Work out how many lines below contain "tracing". Provide only the figure.

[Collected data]
== Segment start ==

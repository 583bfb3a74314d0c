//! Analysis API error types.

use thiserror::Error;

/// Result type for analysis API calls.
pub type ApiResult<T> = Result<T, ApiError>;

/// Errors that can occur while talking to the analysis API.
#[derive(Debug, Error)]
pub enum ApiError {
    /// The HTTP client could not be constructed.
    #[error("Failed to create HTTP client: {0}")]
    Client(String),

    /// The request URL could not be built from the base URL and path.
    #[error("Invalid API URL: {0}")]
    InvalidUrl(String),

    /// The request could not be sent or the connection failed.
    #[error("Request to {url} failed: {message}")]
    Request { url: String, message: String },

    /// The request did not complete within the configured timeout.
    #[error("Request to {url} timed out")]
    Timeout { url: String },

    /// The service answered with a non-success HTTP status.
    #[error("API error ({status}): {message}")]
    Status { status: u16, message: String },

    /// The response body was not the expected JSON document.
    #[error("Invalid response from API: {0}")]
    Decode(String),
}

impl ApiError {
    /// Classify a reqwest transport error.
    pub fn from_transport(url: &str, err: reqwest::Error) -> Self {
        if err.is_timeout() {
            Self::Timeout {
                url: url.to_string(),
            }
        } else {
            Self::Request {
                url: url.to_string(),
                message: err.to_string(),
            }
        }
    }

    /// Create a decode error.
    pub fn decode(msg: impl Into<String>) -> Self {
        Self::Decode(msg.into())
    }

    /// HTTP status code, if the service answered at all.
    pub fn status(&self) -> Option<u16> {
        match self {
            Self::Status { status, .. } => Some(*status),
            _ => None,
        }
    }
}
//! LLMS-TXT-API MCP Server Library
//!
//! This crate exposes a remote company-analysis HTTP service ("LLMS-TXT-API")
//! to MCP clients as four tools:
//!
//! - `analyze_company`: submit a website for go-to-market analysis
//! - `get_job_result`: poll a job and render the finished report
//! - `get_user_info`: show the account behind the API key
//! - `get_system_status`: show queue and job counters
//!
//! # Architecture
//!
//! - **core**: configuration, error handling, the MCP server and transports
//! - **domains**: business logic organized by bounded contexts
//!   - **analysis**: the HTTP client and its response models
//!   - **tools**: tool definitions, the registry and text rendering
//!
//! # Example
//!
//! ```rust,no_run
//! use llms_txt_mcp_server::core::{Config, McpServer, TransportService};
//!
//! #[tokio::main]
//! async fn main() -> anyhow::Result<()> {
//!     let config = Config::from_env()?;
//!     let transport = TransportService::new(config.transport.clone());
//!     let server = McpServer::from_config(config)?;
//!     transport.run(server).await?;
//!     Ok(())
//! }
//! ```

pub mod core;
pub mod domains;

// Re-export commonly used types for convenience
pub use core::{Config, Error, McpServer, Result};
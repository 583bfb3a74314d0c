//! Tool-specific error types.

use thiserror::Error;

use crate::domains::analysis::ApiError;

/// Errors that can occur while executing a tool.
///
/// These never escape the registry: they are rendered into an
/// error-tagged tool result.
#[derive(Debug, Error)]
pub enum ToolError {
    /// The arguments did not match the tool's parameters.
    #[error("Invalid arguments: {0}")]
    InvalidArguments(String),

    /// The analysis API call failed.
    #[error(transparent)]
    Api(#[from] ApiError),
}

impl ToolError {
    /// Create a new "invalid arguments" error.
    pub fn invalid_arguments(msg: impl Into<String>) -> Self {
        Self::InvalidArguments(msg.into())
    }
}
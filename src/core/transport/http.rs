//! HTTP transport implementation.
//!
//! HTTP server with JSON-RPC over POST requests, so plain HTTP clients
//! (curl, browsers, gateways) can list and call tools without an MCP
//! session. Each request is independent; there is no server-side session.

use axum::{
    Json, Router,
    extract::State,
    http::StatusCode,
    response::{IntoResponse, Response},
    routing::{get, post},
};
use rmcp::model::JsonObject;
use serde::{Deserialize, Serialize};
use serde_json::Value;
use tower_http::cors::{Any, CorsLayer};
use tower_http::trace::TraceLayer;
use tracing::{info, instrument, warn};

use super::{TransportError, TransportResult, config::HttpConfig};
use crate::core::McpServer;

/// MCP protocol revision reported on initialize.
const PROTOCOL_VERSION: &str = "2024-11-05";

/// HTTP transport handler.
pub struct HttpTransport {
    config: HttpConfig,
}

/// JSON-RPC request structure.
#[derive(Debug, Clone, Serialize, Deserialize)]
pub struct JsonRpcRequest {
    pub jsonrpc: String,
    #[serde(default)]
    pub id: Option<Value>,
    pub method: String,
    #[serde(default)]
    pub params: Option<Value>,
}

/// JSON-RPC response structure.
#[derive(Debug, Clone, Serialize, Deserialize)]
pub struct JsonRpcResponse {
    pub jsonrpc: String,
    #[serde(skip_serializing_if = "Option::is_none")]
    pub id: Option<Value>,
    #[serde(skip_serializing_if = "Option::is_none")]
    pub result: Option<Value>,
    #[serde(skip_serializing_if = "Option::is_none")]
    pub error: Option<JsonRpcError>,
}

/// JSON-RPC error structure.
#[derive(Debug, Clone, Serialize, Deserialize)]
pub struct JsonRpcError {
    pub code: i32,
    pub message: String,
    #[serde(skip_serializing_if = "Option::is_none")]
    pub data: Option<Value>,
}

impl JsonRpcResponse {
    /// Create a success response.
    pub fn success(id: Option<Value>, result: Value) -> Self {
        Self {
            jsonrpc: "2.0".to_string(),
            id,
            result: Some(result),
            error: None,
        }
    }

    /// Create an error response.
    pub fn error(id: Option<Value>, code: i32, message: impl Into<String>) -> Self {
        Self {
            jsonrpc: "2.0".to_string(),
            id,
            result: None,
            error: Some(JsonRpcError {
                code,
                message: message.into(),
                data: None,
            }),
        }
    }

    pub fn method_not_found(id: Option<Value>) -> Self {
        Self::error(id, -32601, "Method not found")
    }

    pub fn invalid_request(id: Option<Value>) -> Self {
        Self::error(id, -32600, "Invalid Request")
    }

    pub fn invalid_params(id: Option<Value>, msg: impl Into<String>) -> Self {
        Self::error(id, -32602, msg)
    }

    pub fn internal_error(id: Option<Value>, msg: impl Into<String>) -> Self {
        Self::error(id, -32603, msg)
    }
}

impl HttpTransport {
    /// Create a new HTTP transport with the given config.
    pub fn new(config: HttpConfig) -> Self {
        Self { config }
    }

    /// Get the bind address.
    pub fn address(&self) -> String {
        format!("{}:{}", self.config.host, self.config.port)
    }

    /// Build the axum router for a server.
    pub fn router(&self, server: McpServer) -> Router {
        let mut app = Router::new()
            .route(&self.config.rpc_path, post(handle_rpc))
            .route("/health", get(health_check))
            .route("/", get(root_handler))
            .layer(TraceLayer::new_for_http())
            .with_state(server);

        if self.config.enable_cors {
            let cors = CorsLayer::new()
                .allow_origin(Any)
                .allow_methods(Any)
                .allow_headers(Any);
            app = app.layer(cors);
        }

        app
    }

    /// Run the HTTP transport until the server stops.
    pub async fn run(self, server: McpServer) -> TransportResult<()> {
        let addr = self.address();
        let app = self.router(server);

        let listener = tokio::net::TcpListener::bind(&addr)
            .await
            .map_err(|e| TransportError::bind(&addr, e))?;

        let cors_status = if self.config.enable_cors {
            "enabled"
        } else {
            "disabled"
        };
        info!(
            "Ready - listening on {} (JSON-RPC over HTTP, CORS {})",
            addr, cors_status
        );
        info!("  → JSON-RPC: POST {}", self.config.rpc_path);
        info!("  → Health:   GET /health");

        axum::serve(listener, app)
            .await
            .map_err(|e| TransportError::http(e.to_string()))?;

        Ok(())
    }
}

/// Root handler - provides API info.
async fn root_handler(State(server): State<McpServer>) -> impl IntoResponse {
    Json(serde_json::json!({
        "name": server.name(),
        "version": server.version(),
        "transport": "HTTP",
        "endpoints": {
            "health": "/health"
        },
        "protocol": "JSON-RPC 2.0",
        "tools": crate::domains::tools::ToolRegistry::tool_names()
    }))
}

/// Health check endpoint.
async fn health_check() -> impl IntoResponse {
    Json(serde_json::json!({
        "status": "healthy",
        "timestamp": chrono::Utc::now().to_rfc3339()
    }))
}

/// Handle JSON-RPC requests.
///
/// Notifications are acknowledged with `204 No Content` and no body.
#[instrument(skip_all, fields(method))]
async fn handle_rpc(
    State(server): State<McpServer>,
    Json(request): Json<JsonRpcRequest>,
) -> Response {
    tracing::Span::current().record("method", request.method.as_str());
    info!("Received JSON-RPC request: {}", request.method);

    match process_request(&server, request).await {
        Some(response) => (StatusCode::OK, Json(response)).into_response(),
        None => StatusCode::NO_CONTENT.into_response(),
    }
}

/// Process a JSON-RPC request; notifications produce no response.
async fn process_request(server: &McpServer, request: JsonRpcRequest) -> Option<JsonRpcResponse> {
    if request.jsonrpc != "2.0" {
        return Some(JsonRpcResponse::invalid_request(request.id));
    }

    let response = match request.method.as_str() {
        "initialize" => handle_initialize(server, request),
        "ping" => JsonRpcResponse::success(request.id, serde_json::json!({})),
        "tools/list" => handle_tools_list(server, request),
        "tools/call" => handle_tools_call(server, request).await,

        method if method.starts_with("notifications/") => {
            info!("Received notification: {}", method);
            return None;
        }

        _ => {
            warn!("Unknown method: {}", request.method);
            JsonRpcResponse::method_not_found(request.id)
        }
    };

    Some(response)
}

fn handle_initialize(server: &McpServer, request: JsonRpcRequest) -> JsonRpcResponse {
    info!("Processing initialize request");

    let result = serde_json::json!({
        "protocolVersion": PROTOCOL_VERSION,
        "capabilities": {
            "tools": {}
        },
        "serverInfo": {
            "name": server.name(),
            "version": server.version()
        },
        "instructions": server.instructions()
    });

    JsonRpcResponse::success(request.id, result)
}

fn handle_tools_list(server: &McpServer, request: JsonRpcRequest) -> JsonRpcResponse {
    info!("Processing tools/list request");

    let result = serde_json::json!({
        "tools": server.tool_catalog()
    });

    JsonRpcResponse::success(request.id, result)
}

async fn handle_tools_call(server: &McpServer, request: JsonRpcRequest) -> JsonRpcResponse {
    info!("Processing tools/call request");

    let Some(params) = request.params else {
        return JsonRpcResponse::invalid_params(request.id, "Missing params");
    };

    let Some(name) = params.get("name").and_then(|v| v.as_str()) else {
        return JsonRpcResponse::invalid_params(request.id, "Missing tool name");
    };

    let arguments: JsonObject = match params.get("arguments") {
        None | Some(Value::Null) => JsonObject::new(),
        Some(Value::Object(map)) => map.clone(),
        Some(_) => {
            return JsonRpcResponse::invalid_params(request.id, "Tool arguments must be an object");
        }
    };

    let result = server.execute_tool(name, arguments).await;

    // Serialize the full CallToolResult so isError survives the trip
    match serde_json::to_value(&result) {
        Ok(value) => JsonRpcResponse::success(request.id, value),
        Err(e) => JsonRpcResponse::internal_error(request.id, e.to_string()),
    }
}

== Segment end ==

◆ RESULT BELOW
2